Material Processing Technique
Recycled cement dust and Recycled concrete aggregate collected from RMC Plant. This gathered material
is pulverized by sledge to isolate the aggregates, and tidy particles and concrete tidy is sieved and
conveyed to the fineness of bond. These are reduced to their sizes in a smaller fraction, sieved to
aggregate size and for cement fineness. On these isolated aggregates different testicles are led in research
centre according to IS and IRC code and their outcomes are contrasted and normal aggregates. Obstructs
with RCD, FA and a section trade for concrete considering it as a Pozzolanic material is additionally
done5,6-9. Paver, Solid, Hollow pieces with measurements relating to Indian Standard codes are thrown
utilizing Cement, Fine aggregates, Finer coarse aggregates, Fly fiery remains, Recycled Coarse
Aggregate.
EXPERIMENTAL Materials Used
The materials utilized as a part of this venture are Cement, Fine aggregates, Coarse aggregates, Fly ash,
Coarse Aggregate, Recycled Coarse aggregates and Admixtures. In lab tests were directed according to
IRC SP6310 and IS 10262 codal arrangements of the materials to adopt their properties. Different tests on
materials were directed to concentrate on the possessions of materials utilized, to cast Paver, Solid and
hollow blocks using RCD and RCA. The blocks cast with different trail blends based upon the blend
outline touched base, to acquire the required quality. The specific gravity and strength test significances
of different materials are given underneath.
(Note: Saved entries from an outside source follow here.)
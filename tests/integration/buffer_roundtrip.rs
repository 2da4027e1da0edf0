#![allow(missing_docs)]

use std::path::PathBuf;

use flatval::{
    bitvec, BitVector, Bits, Number, OpenOptions, PrimKind, PrimVector, Reader, Scalar, Value,
    ValueKind, Writer, WriterOptions,
};
use proptest::prelude::*;
use tempfile::TempDir;

fn document() -> Value {
    let mut runs = BitVector::zeros(5).expect("zeros");
    runs.extend_true(11).expect("ones");
    Value::Map(vec![
        (Value::from("title"), Value::from("quarterly report")),
        (Value::from("count"), Value::U64(u64::MAX)),
        (Value::from("delta"), Value::I64(i64::MIN)),
        (Value::from("ratio"), Value::F32(0.25)),
        (Value::from("ok"), Value::Bool(true)),
        (Value::from("nothing"), Value::Empty),
        (Value::from("runs"), Value::BitVector(runs)),
        (
            Value::from("mixed"),
            Value::BitVector(
                BitVector::from_bools([true, false, false, true, true]).expect("bits"),
            ),
        ),
        (
            Value::from("samples"),
            Value::PrimVector(
                PrimVector::from_numbers(
                    PrimKind::F32,
                    [1.5f32, -2.0, 8.25].into_iter().map(Number::Float),
                )
                .expect("floats"),
            ),
        ),
        (
            Value::from("rows"),
            Value::Vector(vec![
                Value::Vector(vec![Value::U8(1), Value::from("one")]),
                Value::Vector(vec![Value::U8(2), Value::from("two")]),
                Value::Vector(vec![]),
            ]),
        ),
        (
            Value::from("index"),
            Value::Map(vec![
                (Value::Set(vec![Value::from("a"), Value::from("b")]), Value::U8(1)),
                (Value::Map(vec![]), Value::U8(2)),
            ]),
        ),
    ])
}

fn write_document(name: &str, opts: WriterOptions) -> (TempDir, PathBuf) {
    let dir = TempDir::new().expect("tempdir");
    let path = dir.path().join(format!("{name}.flv"));
    Writer::with_options(opts)
        .write_file(&document(), &path)
        .expect("write buffer");
    (dir, path)
}

#[test]
fn written_documents_read_back_identically() {
    let (_dir, path) = write_document("roundtrip", WriterOptions::default());
    for use_mmap in [true, false] {
        let reader = OpenOptions::default()
            .use_mmap(use_mmap)
            .open(&path)
            .expect("open");
        let root = reader.root().expect("root");
        assert_eq!(root.kind(), ValueKind::Map);
        assert_eq!(reader.to_value(root).expect("materialize"), document());

        let count = reader
            .map_get(root, &Value::from("count"))
            .expect("lookup")
            .expect("present");
        assert_eq!(
            reader.scalar(count).expect("scalar"),
            Scalar::Number(Number::UInt(u64::MAX))
        );
        let nothing = reader
            .map_get(root, &Value::from("nothing"))
            .expect("lookup")
            .expect("present");
        assert_eq!(reader.scalar(nothing).expect("scalar"), Scalar::Empty);
    }
}

#[test]
fn buffers_are_position_independent() {
    let buf = Writer::new().serialize(&document()).expect("serialize");
    let mut shifted = vec![0xAAu8; 3];
    shifted.extend_from_slice(&buf);
    let moved = shifted[3..].to_vec();
    let a = Reader::from_bytes(buf).expect("open original");
    let b = Reader::from_bytes(moved).expect("open moved copy");
    assert_eq!(
        a.to_value(a.root().unwrap()).unwrap(),
        b.to_value(b.root().unwrap()).unwrap()
    );
    assert_eq!(a.hash(a.root().unwrap()).unwrap(), b.hash(b.root().unwrap()).unwrap());
}

#[test]
fn nested_rows_are_reachable_in_place() {
    let reader = Reader::from_bytes(Writer::new().serialize(&document()).unwrap()).unwrap();
    let root = reader.root().unwrap();
    let rows = reader.map_get(root, &Value::from("rows")).unwrap().unwrap();
    assert_eq!(reader.vector_len(rows).unwrap(), 3);
    let second = reader.vector_item(rows, 1).unwrap();
    let label = reader.vector_item(second, 1).unwrap();
    assert_eq!(reader.str(label).unwrap(), "two");
    assert!(reader.is_hashable(rows).unwrap());
    let row = Value::Vector(vec![Value::I32(1), Value::from("one")]);
    assert!(reader.contains(rows, &row).unwrap());
    let empty = reader.vector_item(rows, 2).unwrap();
    assert_eq!(reader.container_id(empty).unwrap(), None);
    assert!(reader.container_id(rows).unwrap().is_some());
    assert_ne!(
        reader.container_id(rows).unwrap(),
        reader.container_id(second).unwrap()
    );

    let index = reader.map_get(root, &Value::from("index")).unwrap().unwrap();
    let by_set = Value::Set(vec![Value::from("b"), Value::from("a"), Value::from("a")]);
    let hit = reader.map_get(index, &by_set).unwrap().unwrap();
    assert_eq!(reader.number(hit).unwrap(), Number::UInt(1));
    let hit = reader.map_get(index, &Value::Map(vec![])).unwrap().unwrap();
    assert_eq!(reader.number(hit).unwrap(), Number::UInt(2));
}

#[test]
fn mapped_bit_vectors_hash_like_owned_ones() {
    let reader = Reader::from_bytes(Writer::new().serialize(&document()).unwrap()).unwrap();
    let root = reader.root().unwrap();
    for key in ["runs", "mixed"] {
        let v = reader.map_get(root, &Value::from(key)).unwrap().unwrap();
        let mapped = reader.bitvector(v).unwrap();
        let Value::BitVector(owned) = reader.to_value(v).unwrap() else {
            panic!("{key} is not a bit vector");
        };
        assert!(mapped.is_read_only());
        assert_eq!(mapped.hash_32(), owned.hash_32());
        assert_eq!(mapped.hash_64(), owned.hash_64());
        assert_eq!(mapped, Bits::Owned(owned));
    }
    let runs = reader.map_get(root, &Value::from("runs")).unwrap().unwrap();
    assert!(!reader.is_set(runs, 4).unwrap());
    assert!(reader.is_set(runs, 5).unwrap());
    assert!(reader.is_set(runs, 15).unwrap());
}

#[test]
fn unhashable_vectors_round_trip_but_cannot_be_keys() {
    let opts = WriterOptions::default().hashable_vectors(false);
    let value = Value::Vector(vec![Value::Vector(vec![Value::U8(1)])]);
    let buf = Writer::with_options(opts.clone()).serialize(&value).unwrap();
    let reader = Reader::from_bytes(buf).unwrap();
    let root = reader.root().unwrap();
    assert!(!reader.is_hashable(root).unwrap());
    assert!(matches!(
        reader.hash(root),
        Err(flatval::FlatError::Unhashable("vector"))
    ));
    let keyed = Value::Map(vec![(value, Value::Empty)]);
    assert!(Writer::with_options(opts).serialize(&keyed).is_err());
}

#[test]
fn ordering_follows_value_semantics() {
    let value = Value::Vector(vec![
        Value::from("apple"),
        Value::from("banana"),
        Value::I8(-3),
        Value::U64(3),
        Value::BitVector(BitVector::from_bools([true, false]).unwrap()),
        Value::BitVector(BitVector::from_bools([true, false, false]).unwrap()),
    ]);
    let reader = Reader::from_bytes(Writer::new().serialize(&value).unwrap()).unwrap();
    let root = reader.root().unwrap();
    let at = |i| reader.vector_item(root, i).unwrap();
    use std::cmp::Ordering::*;
    assert_eq!(reader.compare(at(0), at(1)).unwrap(), Less);
    assert_eq!(reader.compare(at(3), at(2)).unwrap(), Greater);
    assert_eq!(reader.compare(at(4), at(5)).unwrap(), Less);
    assert!(!reader.eq(at(4), at(5)).unwrap());
    assert!(reader.compare(at(0), at(2)).is_err());
    assert!(!reader.eq(at(0), at(2)).unwrap());
}

proptest! {
    #[test]
    fn integer_vectors_round_trip(items in proptest::collection::vec(any::<i64>(), 0..64)) {
        let value = Value::Vector(items.iter().copied().map(Value::I64).collect());
        let reader = Reader::from_bytes(Writer::new().serialize(&value).unwrap()).unwrap();
        let root = reader.root().unwrap();
        prop_assert_eq!(reader.vector_len(root).unwrap() as usize, items.len());
        for (i, want) in items.iter().enumerate() {
            let got = reader.number(reader.vector_item(root, i as u32).unwrap()).unwrap();
            prop_assert_eq!(got, Number::Int(*want));
        }
        prop_assert_eq!(reader.hash(root).unwrap(), value.hash());
    }

    #[test]
    fn bit_hashes_ignore_storage(bits in proptest::collection::vec(any::<bool>(), 0..200)) {
        let owned = BitVector::from_bools(bits.iter().copied()).unwrap();
        let reader = Reader::from_bytes(
            Writer::new().serialize(&Value::BitVector(owned.clone())).unwrap(),
        )
        .unwrap();
        let mapped = reader.bitvector(reader.root().unwrap()).unwrap();
        prop_assert_eq!(mapped.hash_32(), bitvec::hash_32(&owned));
        prop_assert_eq!(mapped.hash_64(), bitvec::hash_64(&owned));
        prop_assert_eq!(mapped.len(), owned.len());
    }
}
Mix Design and Material Proportions The blend outline of M30 review was done according to 10262-20091211 and was altered according to the
rules of IRC: SP: 63-2004 for Paver blocks and IS 15658& IS 218512 for Solid and Hollow blocks to
accomplish the characteristic strength of 30 MPa
The trail I is a traditional blend. Trial II was cast by fulfilling the necessities given in the codes, with
slight adjustments in the proportion was. The adjusted proportion was the incomplete substitution of
concrete by RCD and completely substitution of coarse aggregates by RCA. Trial III was cast by in
partial substitution of the bond by FA and completely substitution of Coarse aggregates by RCA. Trail IV
was the replacement of concrete by 25% RCD, 25% FA and completely substitution of coarse aggregates
by RCA. For every one of the trials, V to VIII with admixtures are additionally landed because of
supplanting with reusing the material to maintain quality.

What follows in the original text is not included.